The party is likely looking to avoid a recurrence of what happened in Illinois, when a former leader of the American Nazi Party ran unopposed in the party primary of a heavily Democratic district and won the nomination by default.
Paul Nehlen, a businessman and activist who was suspended from Twitter in February after months of racist and anti-Semitic tweets, is the most visible candidate remaining in the First District primary. Nehlen is already familiar to local voters, having lost against Ryan in the 2016 primary 84%-16%, but the media coverage surrounding his racist statements has given him increased notoriety.
The Associated Press reported Wednesday that many local candidates who would not have challenged Ryan are already being considered, including former White House chief of staff Reince Priebus, Wisconsin Assembly Speaker Robin Vos and state Rep. Samantha Kerkman.
“Hey, it’s the year of the woman,” Kerkman told the AP. “There’s a lot to think about.”
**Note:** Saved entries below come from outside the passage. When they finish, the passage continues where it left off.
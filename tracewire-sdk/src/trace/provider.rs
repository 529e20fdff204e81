//! # Tracer provider
//!
//! The [`TracerProvider`] owns everything with process lifetime: the span
//! processors, the id generator, the engine configuration and the
//! pending-span reaper thread. Tracers handed out by a provider share that
//! state; dropping the last handle (or calling [`TracerProvider::shutdown`])
//! stops the reaper and shuts the processors down.

use crate::trace::config::Config;
use crate::trace::export::{SpanData, SpanExporter};
use crate::trace::id_generator::{IdGenerator, RandomIdGenerator};
use crate::trace::pending::{spawn_reaper, PendingSpans};
use crate::trace::span_processor::{
    BatchSpanProcessor, SimpleSpanProcessor, SpanProcessor,
};
use crate::trace::tracer::Tracer;
use std::sync::atomic::{AtomicBool, Ordering};
use std::sync::{Arc, Mutex};
use std::thread::JoinHandle;
use tracewire::trace::{TraceError, TraceResult};
use tracewire::tw_debug;

/// Shared engine state behind every tracer and span of one provider.
pub(crate) struct TracerCore {
    processors: Vec<Box<dyn SpanProcessor>>,
    config: Config,
    id_generator: Box<dyn IdGenerator>,
    pending: Arc<PendingSpans>,
    reaper: Mutex<Option<JoinHandle<()>>>,
    is_shutdown: AtomicBool,
}

impl std::fmt::Debug for TracerCore {
    fn fmt(&self, f: &mut std::fmt::Formatter<'_>) -> std::fmt::Result {
        f.debug_struct("TracerCore")
            .field("processors", &self.processors.len())
            .field("config", &self.config)
            .finish()
    }
}

impl TracerCore {
    pub(crate) fn config(&self) -> &Config {
        &self.config
    }

    pub(crate) fn id_generator(&self) -> &dyn IdGenerator {
        self.id_generator.as_ref()
    }

    pub(crate) fn pending(&self) -> &PendingSpans {
        &self.pending
    }

    pub(crate) fn on_span_start(&self, span: &crate::trace::span::Span, cx: &tracewire::Context) {
        for processor in &self.processors {
            processor.on_start(span, cx);
        }
    }

    /// Fans a finished span out to the processors. A transport fault is the
    /// processor's to log; it never reaches the producing call chain.
    pub(crate) fn on_span_end(&self, data: SpanData) {
        if self.processors.len() == 1 {
            self.processors[0].on_end(data);
            return;
        }
        for processor in &self.processors {
            processor.on_end(data.clone());
        }
    }
}

impl Drop for TracerCore {
    fn drop(&mut self) {
        // Signal the reaper; joining is only done in an explicit shutdown,
        // since the last reference can be dropped from the reaper thread
        // itself.
        self.pending.stop();
        if !self.is_shutdown.swap(true, Ordering::Relaxed) {
            for processor in &self.processors {
                if let Err(err) = processor.shutdown() {
                    tw_debug!(
                        name: "TracerProvider.Drop.ShutdownError",
                        reason = format!("{err:?}")
                    );
                }
            }
        }
    }
}

/// Creates and manages tracers, and owns the span pipeline.
#[derive(Clone, Debug)]
pub struct TracerProvider {
    core: Arc<TracerCore>,
}

impl TracerProvider {
    /// Create a builder for a new provider.
    pub fn builder() -> Builder {
        Builder::default()
    }

    /// Returns a tracer backed by this provider.
    pub fn tracer(&self) -> Tracer {
        Tracer::new(self.core.clone())
    }

    /// Force all registered processors to flush, collecting each result.
    pub fn force_flush(&self) -> Vec<TraceResult<()>> {
        self.core
            .processors
            .iter()
            .map(|processor| processor.force_flush())
            .collect()
    }

    /// Shuts down the provider: stops the pending-span reaper and shuts
    /// down every processor. Subsequent calls return an error.
    pub fn shutdown(&self) -> TraceResult<()> {
        if self.core.is_shutdown.swap(true, Ordering::Relaxed) {
            return Err(TraceError::AlreadyShutdown);
        }
        self.core.pending.stop();
        if let Some(handle) = self.core.reaper.lock().ok().and_then(|mut h| h.take()) {
            let _ = handle.join();
        }
        let mut result = Ok(());
        for processor in &self.core.processors {
            if let Err(err) = processor.shutdown() {
                result = Err(err);
            }
        }
        result
    }
}

/// Builder for [`TracerProvider`].
#[derive(Debug, Default)]
pub struct Builder {
    processors: Vec<Box<dyn SpanProcessor>>,
    config: Option<Config>,
    id_generator: Option<Box<dyn IdGenerator>>,
}

impl Builder {
    /// The [`SpanExporter`] this provider should export to with a
    /// [`SimpleSpanProcessor`].
    pub fn with_simple_exporter<E: SpanExporter + 'static>(mut self, exporter: E) -> Self {
        self.processors
            .push(Box::new(SimpleSpanProcessor::new(Box::new(exporter))));
        self
    }

    /// The [`SpanExporter`] this provider should export to with a
    /// [`BatchSpanProcessor`].
    pub fn with_batch_exporter<E: SpanExporter + 'static>(mut self, exporter: E) -> Self {
        self.processors
            .push(Box::new(BatchSpanProcessor::builder(exporter).build()));
        self
    }

    /// Add an already-built [`SpanProcessor`].
    pub fn with_span_processor<P: SpanProcessor + 'static>(mut self, processor: P) -> Self {
        self.processors.push(Box::new(processor));
        self
    }

    /// The [`Config`] this provider should use.
    pub fn with_config(mut self, config: Config) -> Self {
        self.config = Some(config);
        self
    }

    /// The [`IdGenerator`] this provider should use.
    pub fn with_id_generator<G: IdGenerator + 'static>(mut self, id_generator: G) -> Self {
        self.id_generator = Some(Box::new(id_generator));
        self
    }

    /// Build the provider and start its pending-span reaper.
    pub fn build(self) -> TracerProvider {
        let config = self.config.unwrap_or_default();
        let pending = Arc::new(PendingSpans::default());
        let reaper = spawn_reaper(pending.clone(), config.pending_span_timeout);

        TracerProvider {
            core: Arc::new(TracerCore {
                processors: self.processors,
                config,
                id_generator: self
                    .id_generator
                    .unwrap_or_else(|| Box::new(RandomIdGenerator::default())),
                pending,
                reaper: Mutex::new(Some(reaper)),
                is_shutdown: AtomicBool::new(false),
            }),
        }
    }
}

#[cfg(test)]
mod tests {
    use super::*;
    use crate::trace::in_memory_exporter::InMemorySpanExporter;
    use tracewire::trace::SpanKind;
    use tracewire::Context;

    #[test]
    fn shutdown_twice_errors() {
        let provider = TracerProvider::builder()
            .with_simple_exporter(InMemorySpanExporter::default())
            .build();
        provider.shutdown().unwrap();
        assert!(provider.shutdown().is_err());
    }

    #[test]
    fn spans_survive_provider_clone_drop() {
        let exporter = InMemorySpanExporter::default();
        let provider = TracerProvider::builder()
            .with_simple_exporter(exporter.clone())
            .build();

        let tracer = provider.tracer();
        drop(provider.clone());

        let span = tracer.start_span("work", SpanKind::Entry, &Context::current());
        span.end();
        assert_eq!(exporter.get_finished_spans().unwrap().len(), 1);
    }
}
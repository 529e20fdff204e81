//! End-to-end engine tests: a simulated host library is loaded through the
//! hook registry, patched by an instrumentation, and driven like host code
//! would drive it.

use serde_json::json;
use std::collections::HashMap;
use std::sync::Arc;
use std::time::Duration;
use tracewire::propagation::TextMapPropagator;
use tracewire::trace::SpanKind;
use tracewire::Context;
use tracewire_sdk::hook::{wrap, Exports, Hooks, InstrumentationHandle};
use tracewire_sdk::propagation::{CorrelationPropagator, TRACE_LEVEL_HEADER};
use tracewire_sdk::trace::decision::{self, Overrides};
use tracewire_sdk::trace::{
    Config, InMemorySpanExporter, SpanContextExt, Tracer, TracerProvider,
};

type KvResult = Result<String, String>;

const KVSTORE: &str = "kvstore";

/// Builds the simulated host library: a key/value client whose `exec`
/// operation fans out into `get` sub-operations, the way a pipelined client
/// dispatches a group of commands.
fn kvstore_module(hooks: &Arc<Hooks>) -> Arc<Exports> {
    let hooks_for_exec = hooks.clone();
    hooks.load_with(KVSTORE, move || {
        let exports = Exports::new(KVSTORE);
        exports.provide(KVSTORE_GET, |key: String| -> KvResult {
            if key.starts_with("bad") {
                Err(format!("no such key: {key}"))
            } else {
                Ok(format!("value of {key}"))
            }
        });
        exports.provide(KVSTORE_EXEC, move |keys: Vec<String>| -> Vec<KvResult> {
            let module = hooks_for_exec.load(KVSTORE).expect("kvstore is loaded");
            keys.into_iter()
                .map(|key| {
                    module
                        .call::<String, KvResult>(KVSTORE_GET, key)
                        .expect("get is registered")
                })
                .collect()
        });
        exports
    })
}

const KVSTORE_GET: &str = "get";
const KVSTORE_EXEC: &str = "exec";

/// Installs the kvstore instrumentation: `get` is traced as a plain exit
/// span unless it runs inside a kvstore batch, in which case it only
/// contributes its key to the batch span; `exec` opens the batch span and
/// forks a child context for the sub-dispatches.
fn install_kvstore_instrumentation(hooks: &Arc<Hooks>, tracer: Tracer) -> InstrumentationHandle {
    let handle = hooks.instrumentation(KVSTORE);

    let activation = handle.clone();
    let get_tracer = tracer.clone();
    let exec_tracer = tracer;
    let exec_activation = handle.clone();

    hooks.on_module_load(KVSTORE, move |exports| {
        let activation = activation.clone();
        let tracer = get_tracer.clone();
        wrap::<String, KvResult, _>(exports, KVSTORE_GET, move |original, key| {
            let cx = Context::current();
            let decision = decision::exit_span(
                activation.is_active(),
                &cx,
                Overrides {
                    skip_parent_check: true,
                    ..Overrides::default()
                },
            );
            if decision.skip {
                let _ = original.call(key);
                return;
            }

            // Inside a kvstore batch, contribute the key instead of
            // opening a sibling span.
            if let Some(parent) = decision
                .parent
                .as_ref()
                .filter(|parent| parent.name() == KVSTORE && parent.is_batch())
            {
                parent.record_sub_operation(key.clone());
                let _ = original.call(key);
                return;
            }

            // Outside a batch, exits need a causal ancestor that is not
            // itself an exit.
            let nested_under_exit = decision
                .parent
                .as_ref()
                .map(|parent| parent.kind() == SpanKind::Exit)
                .unwrap_or(false);
            if nested_under_exit || (decision.parent.is_none() && !decision.allow_root_exit) {
                let _ = original.call(key);
                return;
            }

            let (span, span_cx) = tracer.start_active_span(KVSTORE, SpanKind::Exit, &cx);
            span.set_data(KVSTORE, json!({ "command": "get", "key": key.clone() }));
            let _guard = span_cx.attach();
            let delivered = original.call(key);
            if let Some(Err(err)) = delivered.inspect(|result| result.clone()) {
                span.record_error(err);
            }
            span.end();
        })
        .expect("get exists");

        let activation = exec_activation.clone();
        let tracer = exec_tracer.clone();
        wrap::<Vec<String>, Vec<KvResult>, _>(exports, KVSTORE_EXEC, move |original, keys| {
            let cx = Context::current();
            let decision = decision::exit_span(
                activation.is_active(),
                &cx,
                Overrides {
                    skip_parent_check: true,
                    ..Overrides::default()
                },
            );
            let nested_under_exit = decision
                .parent
                .as_ref()
                .map(|parent| parent.kind() == SpanKind::Exit)
                .unwrap_or(false);
            if decision.skip
                || nested_under_exit
                || (decision.parent.is_none() && !decision.allow_root_exit)
            {
                let _ = original.call(keys);
                return;
            }

            // One exit span for the whole group, activated inside a forked
            // child context so the sub-dispatches attach to it instead of
            // each other.
            let span = tracer.start_span(KVSTORE, SpanKind::Exit, &cx);
            span.set_data(KVSTORE, json!({ "command": "exec" }));
            span.set_batch_size(keys.len());
            let batch_cx = cx.child().with_span(span.clone());
            let _guard = batch_cx.attach();

            let delivered = original.call(keys);
            let failed = delivered
                .inspect(|results| results.iter().filter(|result| result.is_err()).count())
                .unwrap_or(0);
            let detail = delivered.inspect(|results| {
                results
                    .iter()
                    .filter_map(|result| result.as_ref().err().cloned())
                    .collect::<Vec<_>>()
                    .join("; ")
            });
            span.record_batch_outcome(failed, detail.filter(|detail| !detail.is_empty()));
            span.end();
        })
        .expect("exec exists");
    });

    handle
}

struct TestEngine {
    hooks: Arc<Hooks>,
    provider: TracerProvider,
    exporter: InMemorySpanExporter,
    module: Arc<Exports>,
}

fn engine() -> TestEngine {
    let exporter = InMemorySpanExporter::default();
    let provider = TracerProvider::builder()
        .with_simple_exporter(exporter.clone())
        .build();

    let hooks = Arc::new(Hooks::new());
    let handle = install_kvstore_instrumentation(&hooks, provider.tracer());
    handle.activate();
    let module = kvstore_module(&hooks);

    TestEngine {
        hooks,
        provider,
        exporter,
        module,
    }
}

/// Simulates serving one inbound request: extract correlation state from
/// the headers, open an entry span if permitted, run `f`, finalize.
fn serve_request(
    engine: &TestEngine,
    headers: &HashMap<String, String>,
    f: impl FnOnce(&Arc<Exports>),
) -> HashMap<String, String> {
    let propagator = CorrelationPropagator::new();
    let cx = propagator.extract_with_context(&Context::current(), headers);

    let mut outbound = HashMap::new();
    if decision::entry_span(true, &cx) {
        let tracer = engine.provider.tracer();
        let (entry, cx) = tracer.start_active_span("http-server", SpanKind::Entry, &cx);
        {
            let _guard = cx.attach();
            f(&engine.module);
            // outbound headers as an exit call of this chain would send them
            let exit_cx = Context::current();
            propagator.inject_context(&exit_cx, &mut outbound);
        }
        entry.end();
    } else {
        let _guard = cx.attach();
        f(&engine.module);
        propagator.inject_context(&Context::current(), &mut outbound);
    }
    outbound
}

#[test]
fn scenario_entry_with_nested_exit() {
    let engine = engine();

    serve_request(&engine, &HashMap::new(), |module| {
        let result = module
            .call::<String, KvResult>(KVSTORE_GET, "answer".into())
            .unwrap();
        assert_eq!(result.unwrap(), "value of answer");
    });

    let spans = engine.exporter.get_finished_spans().unwrap();
    assert_eq!(spans.len(), 2);

    let exit = spans.iter().find(|span| span.kind == SpanKind::Exit).unwrap();
    let entry = spans.iter().find(|span| span.kind == SpanKind::Entry).unwrap();

    assert_eq!(entry.context.parent_span_id(), None);
    assert_eq!(entry.name, "http-server");
    assert_eq!(exit.name, "kvstore");
    assert_eq!(
        exit.context.parent_span_id(),
        Some(entry.context.span_id())
    );
    assert_eq!(exit.context.trace_id(), entry.context.trace_id());
    assert_eq!(exit.error_count, 0);
    assert_eq!(exit.data[KVSTORE]["key"], "answer");
}

#[test]
fn scenario_suppressed_chain_produces_no_spans() {
    let engine = engine();

    let mut headers = HashMap::new();
    headers.insert(TRACE_LEVEL_HEADER.to_string(), "0".to_string());

    serve_request(&engine, &headers, |module| {
        // the dependency call still executes and returns normally
        let result = module
            .call::<String, KvResult>(KVSTORE_GET, "answer".into())
            .unwrap();
        assert_eq!(result.unwrap(), "value of answer");
    });

    assert!(engine.exporter.get_finished_spans().unwrap().is_empty());
}

#[test]
fn scenario_suppression_is_propagated_downstream() {
    let engine = engine();

    let mut headers = HashMap::new();
    headers.insert(TRACE_LEVEL_HEADER.to_string(), "0".to_string());

    let outbound = serve_request(&engine, &headers, |_| {});
    assert_eq!(outbound.get(TRACE_LEVEL_HEADER).map(String::as_str), Some("0"));
}

#[test]
fn scenario_batch_span_aggregates_failures() {
    let engine = engine();

    serve_request(&engine, &HashMap::new(), |module| {
        let results = module
            .call::<Vec<String>, Vec<KvResult>>(
                KVSTORE_EXEC,
                vec!["alpha".into(), "bad-key".into(), "gamma".into()],
            )
            .unwrap();
        assert_eq!(results.iter().filter(|result| result.is_err()).count(), 1);
    });

    let spans = engine.exporter.get_finished_spans().unwrap();
    // one entry, one batch exit; the three sub-operations open no spans
    assert_eq!(spans.len(), 2);

    let batch = spans.iter().find(|span| span.kind == SpanKind::Exit).unwrap();
    assert_eq!(batch.batch.as_ref().unwrap().size, 3);
    assert_eq!(batch.error_count, 1);
    assert_eq!(batch.sub_operations, vec!["alpha", "bad-key", "gamma"]);
    assert!(batch.data["error"].as_str().unwrap().contains("bad-key"));
}

#[test]
fn scenario_broken_instrumentation_is_transparent() {
    let exporter = InMemorySpanExporter::default();
    let _provider = TracerProvider::builder()
        .with_simple_exporter(exporter.clone())
        .build();

    let hooks = Hooks::new();
    hooks.on_module_load("mailer", |exports| {
        wrap::<String, String, _>(exports, "send", |_original, _args| {
            panic!("bug in instrumentation code");
        })
        .expect("send exists");
    });

    let module = hooks.load_with("mailer", || {
        let exports = Exports::new("mailer");
        exports.provide("send", |to: String| format!("sent to {to}"));
        exports
    });

    // the host call is delivered unchanged despite the wrapper fault
    let result = module
        .call::<String, String>("send", "ops@example.com".into())
        .unwrap();
    assert_eq!(result, "sent to ops@example.com");
    assert!(exporter.get_finished_spans().unwrap().is_empty());
}

#[test]
fn scenario_abandoned_span_is_reaped_once() {
    let exporter = InMemorySpanExporter::default();
    let provider = TracerProvider::builder()
        .with_simple_exporter(exporter.clone())
        .with_config(Config {
            pending_span_timeout: Duration::from_millis(100),
            ..Config::default()
        })
        .build();
    let tracer = provider.tracer();

    let span = tracer.start_span("kvstore", SpanKind::Exit, &Context::current());
    // the completion never arrives; the span handle stays alive as it
    // would inside a pending callback
    std::thread::sleep(Duration::from_millis(400));

    let spans = exporter.get_finished_spans().unwrap();
    assert_eq!(spans.len(), 1, "reaped exactly once");
    assert_eq!(spans[0].error_count, 1);
    assert_eq!(spans[0].data["timeout"], true);

    // finalizing after the fact must not transmit again
    span.end();
    std::thread::sleep(Duration::from_millis(200));
    assert_eq!(exporter.get_finished_spans().unwrap().len(), 1);
}

#[test]
fn exit_without_ancestor_is_not_traced() {
    let engine = engine();

    // no inbound request, no ambient context
    let result = engine
        .module
        .call::<String, KvResult>(KVSTORE_GET, "answer".into())
        .unwrap();
    assert_eq!(result.unwrap(), "value of answer");
    assert!(engine.exporter.get_finished_spans().unwrap().is_empty());
}

#[test]
fn root_exit_permission_allows_standalone_exit() {
    let engine = engine();

    let cx = Context::current().with_root_exit_allowed();
    let _guard = cx.attach();
    engine
        .module
        .call::<String, KvResult>(KVSTORE_GET, "answer".into())
        .unwrap()
        .unwrap();

    let spans = engine.exporter.get_finished_spans().unwrap();
    assert_eq!(spans.len(), 1);
    assert_eq!(spans[0].kind, SpanKind::Exit);
    assert_eq!(spans[0].context.parent_span_id(), None);
}

#[test]
fn deactivated_instrumentation_is_observed_per_call() {
    let engine = engine();
    let handle = engine.hooks.instrumentation(KVSTORE);

    serve_request(&engine, &HashMap::new(), |module| {
        module
            .call::<String, KvResult>(KVSTORE_GET, "one".into())
            .unwrap()
            .unwrap();

        // flipped mid-chain; the next call must observe it
        handle.deactivate();
        module
            .call::<String, KvResult>(KVSTORE_GET, "two".into())
            .unwrap()
            .unwrap();

        handle.activate();
        module
            .call::<String, KvResult>(KVSTORE_GET, "three".into())
            .unwrap()
            .unwrap();
    });

    let spans = engine.exporter.get_finished_spans().unwrap();
    let exits: Vec<_> = spans.iter().filter(|span| span.kind == SpanKind::Exit).collect();
    assert_eq!(exits.len(), 2);
    let keys: Vec<_> = exits.iter().map(|span| span.data[KVSTORE]["key"].clone()).collect();
    assert!(keys.contains(&json!("one")));
    assert!(keys.contains(&json!("three")));
}

#[test]
fn failed_dependency_call_is_recorded_and_propagated() {
    let engine = engine();

    serve_request(&engine, &HashMap::new(), |module| {
        let result = module
            .call::<String, KvResult>(KVSTORE_GET, "bad-key".into())
            .unwrap();
        // the host sees the failure exactly as without tracing
        assert_eq!(result.unwrap_err(), "no such key: bad-key");
    });

    let spans = engine.exporter.get_finished_spans().unwrap();
    let exit = spans.iter().find(|span| span.kind == SpanKind::Exit).unwrap();
    assert_eq!(exit.error_count, 1);
    assert_eq!(exit.data["error"], "no such key: bad-key");
}
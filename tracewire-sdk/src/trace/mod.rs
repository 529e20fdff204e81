//! # Span lifecycle engine
//!
//! Everything a span goes through, from creation to export: the
//! [`TracerProvider`] and [`Tracer`], the [`Span`] state machine, the
//! per-call [`decision`] logic, span processors with batching, the
//! pending-span reaper, and the [`SpanExporter`] boundary to the transport.

pub mod config;
mod context;
pub mod decision;
mod export;
mod id_generator;
mod in_memory_exporter;
pub mod metrics;
mod pending;
mod provider;
mod span;
mod span_processor;
mod tracer;

pub use config::Config;
pub use context::{current_entry_span, current_span, RemoteParent, SpanContextExt};
pub use export::{Batch, ExportResult, SpanData, SpanExporter};
pub use id_generator::{IdGenerator, IncrementIdGenerator, RandomIdGenerator};
pub use in_memory_exporter::InMemorySpanExporter;
pub use provider::{Builder, TracerProvider};
pub use span::{Span, SpanContext};
pub use span_processor::{
    BatchConfig, BatchConfigBuilder, BatchSpanProcessor, BatchSpanProcessorBuilder,
    SimpleSpanProcessor, SpanProcessor,
};
pub use tracer::Tracer;

#[cfg(test)]
pub(crate) fn test_span_data(name: &'static str) -> SpanData {
    use tracewire::trace::{SpanId, SpanKind, TraceId};

    SpanData {
        context: SpanContext::new(TraceId::from(1u128), SpanId::from(1u64), None),
        kind: SpanKind::Exit,
        name: std::borrow::Cow::Borrowed(name),
        start_time: std::time::SystemTime::now(),
        duration: std::time::Duration::from_millis(1),
        error_count: 0,
        batch: None,
        sub_operations: Vec::new(),
        data: serde_json::Map::new(),
        stack_trace: Vec::new(),
    }
}
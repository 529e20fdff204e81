//! Context propagation properties: isolation between interleaved call
//! chains, causal ordering independent of completion order, and trace-id
//! integrity across simulated process boundaries.

use std::collections::{HashMap, VecDeque};
use std::time::Duration;
use tracewire::propagation::TextMapPropagator;
use tracewire::trace::{SpanKind, TraceId};
use tracewire::{Context, FutureContextExt};
use tracewire_sdk::propagation::CorrelationPropagator;
use tracewire_sdk::trace::{current_span, InMemorySpanExporter, TracerProvider};

fn test_provider() -> (TracerProvider, InMemorySpanExporter) {
    let exporter = InMemorySpanExporter::default();
    let provider = TracerProvider::builder()
        .with_simple_exporter(exporter.clone())
        .build();
    (provider, exporter)
}

/// A deferred-continuation queue standing in for the host's timer and I/O
/// completion machinery: continuations are enqueued now and run later, in
/// whatever order, interleaved with unrelated work.
type EventQueue = VecDeque<Box<dyn FnOnce()>>;

#[test]
fn bound_continuations_observe_their_own_chain() {
    let (provider, exporter) = test_provider();
    let tracer = provider.tracer();
    let mut queue: EventQueue = VecDeque::new();

    // Two interleaved inbound chains, each deferring its completion.
    for name in ["chain-one", "chain-two"] {
        let (entry, cx) = tracer.start_active_span(name, SpanKind::Entry, &Context::current());
        let _guard = cx.attach();

        let expected_span_id = entry.context().span_id();
        let continuation = Context::current().bind(move |_: ()| {
            // exactly the span active at bind time, however long ago
            let active = current_span().expect("span restored from bound context");
            assert_eq!(active.context().span_id(), expected_span_id);
            active.end();
        });
        queue.push_back(Box::new(move || continuation(())));
    }

    // no ambient context is left over outside the chains
    assert!(current_span().is_none());

    // unrelated work runs in between
    queue.push_back(Box::new(|| {
        assert!(current_span().is_none());
    }));

    // drain in reverse order to stress completion-order independence
    while let Some(event) = queue.pop_back() {
        event();
    }

    let spans = exporter.get_finished_spans().unwrap();
    assert_eq!(spans.len(), 2);
    let names: Vec<_> = spans.iter().map(|span| span.name.clone()).collect();
    assert!(names.contains(&"chain-one".into()));
    assert!(names.contains(&"chain-two".into()));
}

#[test]
fn child_span_outlives_its_parent_finalize() {
    let (provider, exporter) = test_provider();
    let tracer = provider.tracer();

    let (entry, entry_cx) = tracer.start_active_span("inbound", SpanKind::Entry, &Context::current());
    let exit = {
        let _guard = entry_cx.attach();
        tracer.start_span("outbound", SpanKind::Exit, &Context::current())
    };

    // the entry finalizes before its child exit does
    entry.end();
    exit.record_error("dependency unreachable");
    exit.end();

    let spans = exporter.get_finished_spans().unwrap();
    assert_eq!(spans.len(), 2);
    // causal linkage reflects invocation order, not completion order
    assert_eq!(spans[0].name, "inbound");
    assert_eq!(
        spans[1].context.parent_span_id(),
        Some(spans[0].context.span_id())
    );
    assert_eq!(spans[1].error_count, 1);
}

#[test]
fn trace_id_survives_chained_hops() {
    let (provider, exporter) = test_provider();
    let tracer = provider.tracer();
    let propagator = CorrelationPropagator::new();

    const HOPS: usize = 5;

    // Hop 0 starts the trace.
    let mut headers: HashMap<String, String> = HashMap::new();
    let (root, root_cx) = tracer.start_active_span("service-0", SpanKind::Entry, &Context::new());
    let origin_trace_id = root.context().trace_id();
    {
        let _guard = root_cx.attach();
        let (exit, exit_cx) =
            tracer.start_active_span("call-1", SpanKind::Exit, &Context::current());
        propagator.inject_context(&exit_cx, &mut headers);
        exit.end();
    }
    root.end();

    // Each subsequent hop simulates a separate process: extract, serve,
    // call the next one.
    for hop in 1..=HOPS {
        let inbound = propagator.extract_with_context(&Context::new(), &headers);
        let (entry, entry_cx) = tracer.start_active_span("service", SpanKind::Entry, &inbound);
        assert_eq!(
            entry.context().trace_id(),
            origin_trace_id,
            "trace id diverged at hop {hop}"
        );

        headers = HashMap::new();
        {
            let _guard = entry_cx.attach();
            let (exit, exit_cx) =
                tracer.start_active_span("call-next", SpanKind::Exit, &Context::current());
            propagator.inject_context(&exit_cx, &mut headers);
            exit.end();
        }
        entry.end();
    }

    // bit-identical at hop M as at hop 0
    let spans = exporter.get_finished_spans().unwrap();
    assert_eq!(spans.len(), 2 * (HOPS + 1));
    for span in &spans {
        assert_eq!(span.context.trace_id(), origin_trace_id);
    }
    assert_ne!(origin_trace_id, TraceId::INVALID);

    // and each entry is parented onto the previous hop's exit
    let entries: Vec<_> = spans
        .iter()
        .filter(|span| span.kind == SpanKind::Entry && span.name == "service")
        .collect();
    assert_eq!(entries.len(), HOPS);
    for entry in entries {
        assert!(entry.context.parent_span_id().is_some());
    }
}

#[tokio::test(flavor = "multi_thread", worker_threads = 4)]
async fn concurrent_tasks_do_not_share_ambient_context() {
    let (provider, _exporter) = test_provider();
    let tracer = provider.tracer();

    let mut handles = Vec::new();
    for i in 0..8u64 {
        let tracer = tracer.clone();
        handles.push(tokio::spawn(async move {
            let (span, cx) =
                tracer.start_active_span("task", SpanKind::Entry, &Context::new());
            let my_span_id = span.context().span_id();

            async move {
                for _ in 0..4 {
                    let active = current_span().expect("own span visible");
                    assert_eq!(active.context().span_id(), my_span_id);
                    tokio::time::sleep(Duration::from_millis(2 + i % 3)).await;
                }
                current_span().unwrap().end();
            }
            .with_context(cx)
            .await;
        }));
    }

    for handle in handles {
        handle.await.unwrap();
    }

    assert!(current_span().is_none());
}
Nehlen has already raised over $162,000 in individual campaign contributions, compared to $950 for the other remaining opponent, security consultant Nick Polce.
Ryan’s retirement is “good news for America, bad news for special interests who bought Paul Ryan’s vote,” Nehlen wrote on Facebook. “My focus has always been on YOU.” He also asked for campaign donations, noting that platforms like PayPal had suspended his account.
The Wisconsin GOP has condemned him and returned his donations. “Nehlen and his ideas have no place in the Republican Party,” spokesman Alec Zimmerman said in February. A spokesman for Ryan, Kevin Seifert, told the Associated Press that Ryan had no plans to endorse a candidate to replace him, but added that Nehlen’s “bigoted rhetoric and his reprehensible statements should disqualify him from holding any public office.”
The Republican Jewish Coalition issued statements praising Ryan and predicting that Nehlen would get nowhere.
“All Americans owe Speaker Ryan tremendous gratitude and appreciation for his service in the House and his leadership as Speaker,” RJC executive director Matt Brooks said. “He has accomplished great things for the nation. Although a fringe candidate with abhorrent neo-Nazi views was already running against the Speaker, we are very confident that with the leadership of the Wisconsin GOP, the eventual Republican nominee to fill Paul Ryan’s House seat will be someone who upholds the GOP’s best values and traditions.”
Vos, who has also condemned Nehlen as a “racist bigot,” is seen as the frontrunner for the nomination if he decides to run, former Wisconsin Republican Party executive director Brandon Scholz told the AP.
But winning the nomination may not be enough — the frontrunner for the Democratic nomination in the district, iron worker Randy Bryce, has raised nearly $5 million and is listed by the party as one of the top candidates to flip red districts blue.